Simulation of Scale-Free Internet Network Topology Based on Barabási-Albert Model

Detailed Documentation

Scale-free Internet network simulation represents a crucial research direction in complex network studies, focusing on replicating the topological characteristics of real Internet infrastructure where a small number of nodes possess numerous connections. This simulation typically employs the Barabási-Albert model, implementing power-law degree distribution through preferential attachment mechanisms.

The implementation approach comprises three main phases: Network initialization begins with a small set of core nodes, simulating the embryonic stage of early Internet backbone networks Growth mechanism phase continuously introduces new nodes, where each newcomer establishes connections proportionally to existing nodes' degrees Preferential attachment strategy ensures highly-connected nodes accumulate more new links, creating the "rich-get-richer" Matthew effect

Key implementation parameters require careful configuration: initial network size and connection count per new node. The former determines the network's foundational architecture, while the latter controls average connection density. The evolutionary process naturally generates three node categories: few highly-connected hub nodes, moderately-connected router nodes, and numerous peripheral terminal nodes. Algorithmically, this can be implemented using adjacency matrices and degree-based probability calculations for connection establishment.

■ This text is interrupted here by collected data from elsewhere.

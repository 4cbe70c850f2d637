// SPDX-License-Identifier: AGPL-3.0-or-later
//
// Copyright (C) 2026 Relational Network

//! Registration mutations.
//!
//! `AddRegistration` runs strictly in order: Auth0 client, then client grant,
//! then the SQL record. A failing step stops the chain. An Auth0 client that
//! was created before a later step failed is left in place.

use async_graphql::{Context, Object, Result};
use serde_json::json;
use tracing::error;

use super::{Actor, ResolverContext, ResolverError};
use crate::auth0::ClientRegistrationDetails;
use crate::models::{GenericApiRegistrationInput, GenericApiRegistrationSecret};
use crate::storage::{close_connection, AuditEvent};

const ADD_LOCATION: &str = "graphql/AddRegistration";
const REMOVE_LOCATION: &str = "graphql/RemoveRegistration";
const UPDATE_LOCATION: &str = "graphql/UpdateRegistration";

pub struct MutationRoot;

#[Object(rename_fields = "PascalCase")]
impl MutationRoot {
    /// Create the Auth0 client and grant, then store the registration.
    ///
    /// The client secret is only ever returned here.
    async fn add_registration(
        &self,
        ctx: &Context<'_>,
        api_registration_config: GenericApiRegistrationInput,
    ) -> Result<Option<GenericApiRegistrationSecret>> {
        let data = ctx.data::<ResolverContext>()?;
        let actor = ctx.data::<Actor>()?;
        let result = add_registration(data, actor, api_registration_config).await;
        Ok(Some(audit_failure(data, actor, ADD_LOCATION, result)?))
    }

    /// Delete the Auth0 client, then remove the registration.
    async fn remove_registration(
        &self,
        ctx: &Context<'_>,
        app_registration_code: String,
        customer_code: String,
    ) -> Result<Option<GenericApiRegistrationSecret>> {
        let data = ctx.data::<ResolverContext>()?;
        let actor = ctx.data::<Actor>()?;
        let result = remove_registration(data, actor, &app_registration_code, &customer_code).await;
        Ok(audit_failure(data, actor, REMOVE_LOCATION, result)?)
    }

    /// Rename the Auth0 client, then store the merged registration.
    async fn update_registration(
        &self,
        ctx: &Context<'_>,
        app_registration_code: String,
        customer_code: String,
        updated_registration_data: GenericApiRegistrationInput,
    ) -> Result<Option<GenericApiRegistrationSecret>> {
        let data = ctx.data::<ResolverContext>()?;
        let actor = ctx.data::<Actor>()?;
        let result = update_registration(
            data,
            actor,
            &app_registration_code,
            &customer_code,
            &updated_registration_data,
        )
        .await;
        Ok(audit_failure(data, actor, UPDATE_LOCATION, result)?)
    }
}

/// Log and audit a failed mutation, passing the result through.
fn audit_failure<T>(
    data: &ResolverContext,
    actor: &Actor,
    location: &str,
    result: Result<T, ResolverError>,
) -> Result<T, ResolverError> {
    if let Err(e) = &result {
        error!(
            location = %location,
            user = %actor.0,
            error = %e,
            "api-registration-error"
        );
        data.audit.record(
            AuditEvent::new(location, e.to_string())
                .with_user(actor.0.as_str())
                .failed(e.to_string()),
        );
    }
    result
}

async fn add_registration(
    data: &ResolverContext,
    actor: &Actor,
    mut registration: GenericApiRegistrationInput,
) -> Result<GenericApiRegistrationSecret, ResolverError> {
    let client = data
        .auth0
        .create_client_registration(ClientRegistrationDetails {
            app_name: &registration.app_name,
            customer_code: &registration.customer_code,
        })
        .await?;

    data.audit.record(
        AuditEvent::new(
            ADD_LOCATION,
            format!("ClientID {} added on auth0", client.client_id),
        )
        .with_user(actor.0.as_str()),
    );

    data.auth0.create_client_grant(&client.client_id).await?;

    if registration
        .app_registration_code
        .as_deref()
        .is_some_and(|c| c.trim().is_empty())
    {
        registration.app_registration_code = None;
    }

    let mut connection = data.connection().await?;
    let stored = connection
        .add_registration(&registration, &client.client_id, &actor.0)
        .await;
    close_connection(connection).await;

    match stored? {
        Some(details) => Ok(GenericApiRegistrationSecret {
            registration_details: details,
            client_secret: client.client_secret,
        }),
        None => Err(ResolverError::NotSaved),
    }
}

async fn remove_registration(
    data: &ResolverContext,
    actor: &Actor,
    app_registration_code: &str,
    customer_code: &str,
) -> Result<Option<GenericApiRegistrationSecret>, ResolverError> {
    let mut connection = data.connection().await?;
    let result = remove_with_connection(
        data,
        actor,
        connection.as_mut(),
        app_registration_code,
        customer_code,
    )
    .await;
    close_connection(connection).await;
    result
}

async fn remove_with_connection(
    data: &ResolverContext,
    actor: &Actor,
    connection: &mut dyn crate::storage::DataHubConnection,
    app_registration_code: &str,
    customer_code: &str,
) -> Result<Option<GenericApiRegistrationSecret>, ResolverError> {
    let existing = connection
        .registration_by_code(app_registration_code)
        .await?
        .ok_or_else(|| ResolverError::RegistrationNotFound(app_registration_code.to_string()))?;
    let client_id = existing
        .client_id
        .as_deref()
        .ok_or_else(|| ResolverError::MissingClientId(app_registration_code.to_string()))?;

    data.auth0.delete_client_registration(client_id).await?;

    data.audit.record(
        AuditEvent::new(
            REMOVE_LOCATION,
            format!("ClientID {client_id} deleted from auth0"),
        )
        .with_user(actor.0.as_str())
        .with_details(json!({ "customerCode": customer_code })),
    );

    let removed = connection
        .remove_registration(app_registration_code, customer_code, &actor.0)
        .await?;

    Ok(removed.map(|details| GenericApiRegistrationSecret {
        registration_details: details,
        client_secret: None,
    }))
}

async fn update_registration(
    data: &ResolverContext,
    actor: &Actor,
    app_registration_code: &str,
    customer_code: &str,
    update: &GenericApiRegistrationInput,
) -> Result<Option<GenericApiRegistrationSecret>, ResolverError> {
    let mut connection = data.connection().await?;
    let result = update_with_connection(
        data,
        actor,
        connection.as_mut(),
        app_registration_code,
        customer_code,
        update,
    )
    .await;
    close_connection(connection).await;
    result
}

async fn update_with_connection(
    data: &ResolverContext,
    actor: &Actor,
    connection: &mut dyn crate::storage::DataHubConnection,
    app_registration_code: &str,
    customer_code: &str,
    update: &GenericApiRegistrationInput,
) -> Result<Option<GenericApiRegistrationSecret>, ResolverError> {
    let existing = connection
        .registration_by_code(app_registration_code)
        .await?
        .ok_or_else(|| ResolverError::RegistrationNotFound(app_registration_code.to_string()))?;
    let client_id = existing
        .client_id
        .as_deref()
        .ok_or_else(|| ResolverError::MissingClientId(app_registration_code.to_string()))?;

    data.auth0
        .update_client_registration(client_id, &update.app_name)
        .await?;

    data.audit.record(
        AuditEvent::new(
            UPDATE_LOCATION,
            format!("ClientID {client_id} updated on auth0"),
        )
        .with_user(actor.0.as_str())
        .with_details(json!({
            "customerCode": customer_code,
            "currentData": existing,
            "newData": update,
        })),
    );

    let merged = existing.merged_with(update);
    let updated = connection
        .update_registration(app_registration_code, customer_code, &merged, &actor.0)
        .await?;

    Ok(updated.map(|details| GenericApiRegistrationSecret {
        registration_details: details,
        client_secret: None,
    }))
}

In practical applications, such simulations facilitate research on Internet robustness, virus propagation patterns, and traffic optimization strategies. As real Internet topology continuously evolves, modern simulation models incorporate dynamic mechanisms like node aging and connection removal to enhance authenticity. Code implementation often includes timestamp tracking and connection decay functions to simulate these dynamic behaviors.